The Chancellor stood impassive until the hubbub had died down. Then he took a final look at the order sheet in his hand, as if he couldn’t quite believe what was written there.
Bouda watched eagerly, one hand pressed to her mouth. Even her father had hauled himself upright and was listening with interest.
Zelston spoke.
‘I Propose the abolition, entire and immediate, of the slavedays.’
6
Luke
It was amazing how much you could do in ten minutes.
Luke checked his watch – a cheap plastic thing stamped with the gaudy BB logo, Millmoor standard issue for all slaves – then slid into the shadows on the side of the hangar and upped his speed to a jog. Although tools-down was brief, the movement of workers throughout Machine Park made it the perfect opportunity for all sorts of activities best conducted unnoticed.

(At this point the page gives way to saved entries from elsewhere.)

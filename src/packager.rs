//! Release packaging orchestration.
//!
//! One linear pass, no branching beyond the per-target loop:
//! resolve-tag, preflight, optional universal mac build, then
//! compile-and-archive for each remaining target. The first failing
//! external command aborts the whole run; nothing is retried.

use crate::archive;
use crate::error::{BuildError, Result};
use crate::git;
use crate::matrix::{ArchiveFormat, TargetMatrix};
use crate::toolchain;
use sha2::{Digest, Sha256};
use std::fs::File;
use std::io::Read;
use std::path::{Path, PathBuf};

/// A produced release archive
#[derive(Debug, Clone)]
pub struct ReleaseArtifact {
    /// Platform nickname the archive was built for
    pub nickname: String,
    /// Path to the archive
    pub path: PathBuf,
    /// Archive size in bytes
    pub size: u64,
    /// Hex-encoded SHA-256 checksum of the archive
    pub checksum: String,
}

/// Sequential release packager over a target matrix.
///
/// Compilation and archiving for each target run to completion before the
/// next begins; the repository directory is written append-only (new files
/// per target). The only cleanup performed is removal of the
/// single-architecture intermediates after a universal mac merge.
#[derive(Debug)]
pub struct Packager {
    matrix: TargetMatrix,
    repo: PathBuf,
}

impl Packager {
    /// Create a packager for the given matrix and repository directory
    pub fn new(matrix: TargetMatrix, repo: impl Into<PathBuf>) -> Self {
        Self {
            matrix,
            repo: repo.into(),
        }
    }

    /// Resolve the release tag, then build and package every configured
    /// target.
    ///
    /// Returns the produced archives in build order. Tag resolution runs
    /// first so an untagged commit aborts with zero build side effects.
    pub fn run(&self) -> Result<Vec<ReleaseArtifact>> {
        let tag = git::resolve_exact_tag(&self.repo)?;
        self.preflight()?;

        log::info!("Packaging {} {tag}", self.matrix.program);

        let ldflags = toolchain::release_ldflags(self.matrix.version_var.as_deref(), &tag);
        let mut artifacts = Vec::new();

        if let Some(universal) = &self.matrix.universal {
            let mut intermediates = Vec::new();
            for arch in &universal.arches {
                let name = universal.intermediate_name(arch);
                toolchain::compile(&self.repo, &universal.os, arch, &name, &ldflags)?;
                intermediates.push(name);
            }

            toolchain::merge_universal(&self.repo, &intermediates, &universal.executable)?;

            let archive_name = universal.archive_name(&self.matrix.program, &tag);
            let path =
                self.write_archive(universal.format, &universal.executable, &archive_name)?;

            // Only the merged binary ships; drop the per-arch builds.
            for name in &intermediates {
                std::fs::remove_file(self.repo.join(name))?;
            }

            artifacts.push(self.artifact(universal.nickname.clone(), path)?);
        }

        for target in &self.matrix.targets {
            toolchain::compile(&self.repo, &target.os, &target.arch, &target.executable, &ldflags)?;

            let archive_name = target.archive_name(&self.matrix.program, &tag);
            let path = self.write_archive(target.format, &target.executable, &archive_name)?;
            artifacts.push(self.artifact(target.nickname.clone(), path)?);
        }

        Ok(artifacts)
    }

    /// Verify the required toolchain binaries are on PATH before compiling
    /// anything, so a missing tool fails fast with an actionable message.
    fn preflight(&self) -> Result<()> {
        let go = which::which("go").map_err(|_| BuildError::MissingTool {
            tool: "go".to_string(),
        })?;
        log::debug!("Found go at {}", go.display());

        if self.matrix.universal.is_some() {
            let lipo = which::which("lipo").map_err(|_| BuildError::MissingTool {
                tool: "lipo".to_string(),
            })?;
            log::debug!("Found lipo at {}", lipo.display());
        }

        Ok(())
    }

    fn write_archive(
        &self,
        format: ArchiveFormat,
        executable: &str,
        archive_name: &str,
    ) -> Result<PathBuf> {
        match format {
            ArchiveFormat::Zip => archive::write_zip(&self.repo, executable, archive_name),
            ArchiveFormat::TarGz => archive::write_tar_gz(&self.repo, executable, archive_name),
        }
    }

    fn artifact(&self, nickname: String, path: PathBuf) -> Result<ReleaseArtifact> {
        let size = std::fs::metadata(&path)?.len();
        let checksum = sha256_file(&path)?;
        log::info!("Created {} ({size} bytes)", path.display());

        Ok(ReleaseArtifact {
            nickname,
            path,
            size,
            checksum,
        })
    }
}

/// SHA-256 of a file, hex encoded. Read in 8 KiB chunks.
fn sha256_file(path: &Path) -> Result<String> {
    let mut file = File::open(path)?;
    let mut hasher = Sha256::new();
    let mut buffer = vec![0u8; 8192];

    loop {
        let n = file.read(&mut buffer)?;
        if n == 0 {
            break;
        }
        hasher.update(&buffer[..n]);
    }

    Ok(hex::encode(hasher.finalize()))
}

He’d learned that, and a lot more, under Renie’s tutelage. After he’d delivered the glasses for her, the kid had come back a few days later with another request. Then another. And Luke found that no matter how bone-meltingly knackered he was after his shifts in the components shed, he could draw on some last reserves to accomplish what she asked.
‘I’m pretty sure I’ve worked off any favour you think I owe,’ he’d told her after taking some bits to fix a busted air-conditioning unit in a skanky block over in West, where the residents’ pleas for repairs had gone unheard and people were developing breathing problems. Breathing the air inside the building had been like sucking an exhaust pipe. Luke thought he’d coughed up a bit of lung just making the delivery.

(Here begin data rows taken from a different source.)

//! Single-file release archives.
//!
//! Each archive contains exactly one executable, stored with mode 0755 so
//! unpacking yields a runnable file. Linux releases ship as gzip-compressed
//! tarballs, everything else as zip.

use crate::error::{ArchiveError, Result};
use flate2::{Compression, write::GzEncoder};
use std::fs::File;
use std::io::{self, Write};
use std::path::{Path, PathBuf};

/// File mode recorded for the executable entry
const EXECUTABLE_MODE: u32 = 0o755;

/// Create `archive` in `dir` containing the single file `executable`.
///
/// Returns the path of the written archive.
pub fn write_zip(dir: &Path, executable: &str, archive: &str) -> Result<PathBuf> {
    let archive_path = dir.join(archive);
    let exe_path = dir.join(executable);

    let file = File::create(&archive_path).map_err(|source| ArchiveError::Io {
        path: archive_path.clone(),
        source,
    })?;

    let mut writer = zip::ZipWriter::new(file);
    let options = zip::write::SimpleFileOptions::default()
        .compression_method(zip::CompressionMethod::Deflated)
        .unix_permissions(EXECUTABLE_MODE);

    writer
        .start_file(executable, options)
        .map_err(|source| ArchiveError::Zip {
            path: archive_path.clone(),
            source,
        })?;

    let mut src = File::open(&exe_path).map_err(|source| ArchiveError::Io {
        path: exe_path.clone(),
        source,
    })?;
    io::copy(&mut src, &mut writer).map_err(|source| ArchiveError::Io {
        path: archive_path.clone(),
        source,
    })?;

    writer.finish().map_err(|source| ArchiveError::Zip {
        path: archive_path.clone(),
        source,
    })?;

    log::debug!("Wrote {}", archive_path.display());
    Ok(archive_path)
}

/// Create the gzip-compressed tarball `archive` in `dir` containing the
/// single file `executable`.
///
/// Returns the path of the written archive.
pub fn write_tar_gz(dir: &Path, executable: &str, archive: &str) -> Result<PathBuf> {
    let archive_path = dir.join(archive);
    let exe_path = dir.join(executable);

    let io_err = |path: &Path| {
        let path = path.to_path_buf();
        move |source| ArchiveError::Io { path, source }
    };

    let file = File::create(&archive_path).map_err(io_err(&archive_path))?;
    let encoder = GzEncoder::new(file, Compression::default());
    let mut builder = tar::Builder::new(encoder);

    let mut src = File::open(&exe_path).map_err(io_err(&exe_path))?;
    let metadata = src.metadata().map_err(io_err(&exe_path))?;

    let mut header = tar::Header::new_gnu();
    header.set_size(metadata.len());
    header.set_mode(EXECUTABLE_MODE);
    header.set_cksum();
    builder
        .append_data(&mut header, executable, &mut src)
        .map_err(io_err(&archive_path))?;

    let encoder = builder.into_inner().map_err(io_err(&archive_path))?;
    let mut file = encoder.finish().map_err(io_err(&archive_path))?;
    file.flush().map_err(io_err(&archive_path))?;

    log::debug!("Wrote {}", archive_path.display());
    Ok(archive_path)
}

#[cfg(test)]
mod tests {
    use super::*;

    #[test]
    fn zip_holds_exactly_the_executable() {
        let tmp = tempfile::tempdir().unwrap();
        std::fs::write(tmp.path().join("codecomet"), b"\x7fELF fake binary").unwrap();

        let path = write_zip(tmp.path(), "codecomet", "codecomet-v1.2.3-macOS-arm64.zip").unwrap();
        assert_eq!(path, tmp.path().join("codecomet-v1.2.3-macOS-arm64.zip"));

        let mut archive = zip::ZipArchive::new(File::open(&path).unwrap()).unwrap();
        assert_eq!(archive.len(), 1);

        let entry = archive.by_index(0).unwrap();
        assert_eq!(entry.name(), "codecomet");
        assert_eq!(entry.unix_mode(), Some(EXECUTABLE_MODE));
    }

    #[test]
    fn tar_gz_holds_exactly_the_executable() {
        let tmp = tempfile::tempdir().unwrap();
        std::fs::write(tmp.path().join("codecomet"), b"\x7fELF fake binary").unwrap();

        let path =
            write_tar_gz(tmp.path(), "codecomet", "codecomet-v1.2.3-linux-amd64.tar.gz").unwrap();

        let decoder = flate2::read::GzDecoder::new(File::open(&path).unwrap());
        let mut archive = tar::Archive::new(decoder);
        let entries: Vec<_> = archive.entries().unwrap().map(|e| e.unwrap()).collect();
        assert_eq!(entries.len(), 1);
        assert_eq!(entries[0].path().unwrap().to_str(), Some("codecomet"));
        assert_eq!(entries[0].header().mode().unwrap(), EXECUTABLE_MODE);
    }

    #[test]
    fn missing_executable_is_an_error() {
        let tmp = tempfile::tempdir().unwrap();
        assert!(write_zip(tmp.path(), "codecomet", "out.zip").is_err());
        assert!(write_tar_gz(tmp.path(), "codecomet", "out.tar.gz").is_err());
    }
}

‘Course you have.’ She grinned gappily. ‘Now you’re doing it ’cause you like it.’
And Luke had found that he was.
As far as he could see, Renie-Rhymes-With-Genie was indeed in the business of granting wishes. Or not wishes, so much as simple, everyday needs that Luke couldn’t believe weren’t being met by Millmoor’s authorities. Yes, she was operating outside official channels. But Renie sourced a lot of her info on what folk needed from a Millmoor doctor, which must make it halfway legit. And for all Ryan’s warnings, it surely wasn’t as though they’d slap you with slavelife for taking people medicine, books and food.

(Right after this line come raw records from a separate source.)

use anyhow::{Context, Result};
use chunkpipe::config::{RuntimeConfig, StorageBackend};
use clap::{Parser, Subcommand};
use std::path::PathBuf;

/// Split line-oriented exports into size-bounded parts for many channels
#[derive(Parser)]
#[command(name = "chunkpipe")]
#[command(version)]
#[command(about = "Split line-oriented exports into size-bounded parts for many channels", long_about = None)]
struct Cli {
    #[command(subcommand)]
    command: Option<Commands>,

    /// Path to configuration file
    #[arg(short, long, value_name = "FILE", global = true)]
    config: Option<PathBuf>,

    /// Input file, repeatable; `-` reads standard input (overrides config file)
    #[arg(short, long, value_name = "FILE", global = true)]
    input: Vec<String>,

    /// Output directory for parts (filesystem backend only)
    #[arg(short, long, value_name = "DIR", global = true)]
    output: Option<PathBuf>,

    /// Log level: trace, debug, info, warn, error
    #[arg(short = 'v', long, value_name = "LEVEL", global = true)]
    log_level: Option<String>,
}

#[derive(Subcommand)]
enum Commands {
    /// Stream the inputs into every destination (default if no subcommand given)
    Run,
    /// Validate the configuration and print the resolved destinations
    Check,
}

fn main() -> Result<()> {
    let cli = Cli::parse();

    // Build tokio runtime and run the job
    tokio::runtime::Builder::new_multi_thread()
        .enable_all()
        .build()
        .context("Failed to build tokio runtime")?
        .block_on(async_main(cli))
}

async fn async_main(cli: Cli) -> Result<()> {
    // Step 1: Load base configuration
    let mut config = if let Some(config_path) = &cli.config {
        RuntimeConfig::load_from_path(config_path)
            .with_context(|| format!("Failed to load config from {}", config_path.display()))?
    } else {
        // Try default locations, fall back to defaults
        RuntimeConfig::load_or_default().context("Failed to load configuration")?
    };

    // Step 2: Apply CLI overrides (highest priority)
    apply_cli_overrides(&mut config, &cli)?;

    // Step 3: Initialize tracing early so validation logs show up
    chunkpipe::init_tracing(&config.log);

    // Step 4: Validate configuration
    config.validate().context("Invalid configuration")?;

    match cli.command {
        Some(Commands::Check) => {
            print_destinations(&config)
        }
        Some(Commands::Run) | None => run(config).await,
    }
}

async fn run(config: RuntimeConfig) -> Result<()> {
    prepare_output_dir(&config)?;
    display_startup_info(&config);

    let report = chunkpipe::run_with_config(&config).await?;

    tracing::info!(
        inputs = report.inputs,
        bytes = report.bytes,
        parts = report.total_parts(),
        "Run complete"
    );
    for destination in &report.destinations {
        for part in &destination.parts {
            println!("{}\t{}", destination.name, part);
        }
    }
    Ok(())
}

fn apply_cli_overrides(config: &mut RuntimeConfig, cli: &Cli) -> Result<()> {
    if !cli.input.is_empty() {
        config.source.paths = cli.input.clone();
    }

    // Override output directory (only valid for fs backend)
    if let Some(output) = &cli.output {
        if config.storage.backend != StorageBackend::Fs {
            anyhow::bail!(
                "--output flag only works with filesystem backend, but backend is '{}'.\n\
                Either remove --output flag or set backend to 'fs' in config file.",
                config.storage.backend
            );
        }

        let fs_config = config.storage.fs.get_or_insert_with(Default::default);
        fs_config.path = output.to_string_lossy().to_string();
    }

    if let Some(level) = &cli.log_level {
        config.log.level = level.clone();
    }

    Ok(())
}

fn prepare_output_dir(config: &RuntimeConfig) -> Result<()> {
    use tracing::info;

    if config.storage.backend != StorageBackend::Fs {
        return Ok(());
    }
    let Some(fs_config) = config.storage.fs.as_ref() else {
        return Ok(());
    };

    let output_path = PathBuf::from(&fs_config.path);
    if !output_path.exists() {
        info!("Creating output directory: {}", fs_config.path);
        std::fs::create_dir_all(&output_path)
            .with_context(|| format!("Failed to create output directory: {}", fs_config.path))?;
    }
    Ok(())
}

fn display_startup_info(config: &RuntimeConfig) {
    use tracing::info;

    info!("╭─────────────────────────────────────────────────");
    info!("│ chunkpipe v{}", env!("CARGO_PKG_VERSION"));
    info!("├─────────────────────────────────────────────────");
    if config.source.paths.is_empty() {
        info!("│ Input: <stdin>");
    }
    for path in &config.source.paths {
        info!("│ Input: {}", path);
    }
    info!("│ Storage backend: {}", config.storage.backend);
    info!("│ Destinations: {}", config.destinations.len());
    for destination in &config.destinations {
        info!(
            "│   - {} (max {} KB per part)",
            destination.name,
            destination.max_part_bytes / 1024
        );
    }
    info!("│ High-water mark: {} KB", config.pipe.high_water_mark / 1024);
    info!("│ Log level: {}", config.log.level);
    info!("╰─────────────────────────────────────────────────");

    chunkpipe::log_storage(&config.storage);
}

fn print_destinations(config: &RuntimeConfig) -> Result<()> {
    let context = chunkpipe::template::TemplateContext::new(
        config.source.paths.first().map(String::as_str).unwrap_or("-"),
    );

    println!("storage: {}", config.storage.backend);
    for destination in &config.destinations {
        let writer = chunkpipe::runner::writer_config(destination, &context)
            .with_context(|| format!("Invalid destination '{}'", destination.name))?;
        println!(
            "{}: first part '{}', max {} bytes, transform {}",
            destination.name,
            writer.part_key(1),
            destination.max_part_bytes,
            if destination.transform.is_some() {
                "mapped"
            } else {
                "identity"
            }
        );
    }
    Ok(())
}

He’d reached the canteen. Six and a half minutes remaining. Three to find what he needed, then three and a half to get back to Williams at their workstation.
Luke had laughed when Renie had issued his latest task – liberating food from the Zone D stores. He could just about choke down the canteen’s offerings without hurling. Surely the only ones to benefit from him taking the stuff would be the Zone D workers who no longer had to eat it.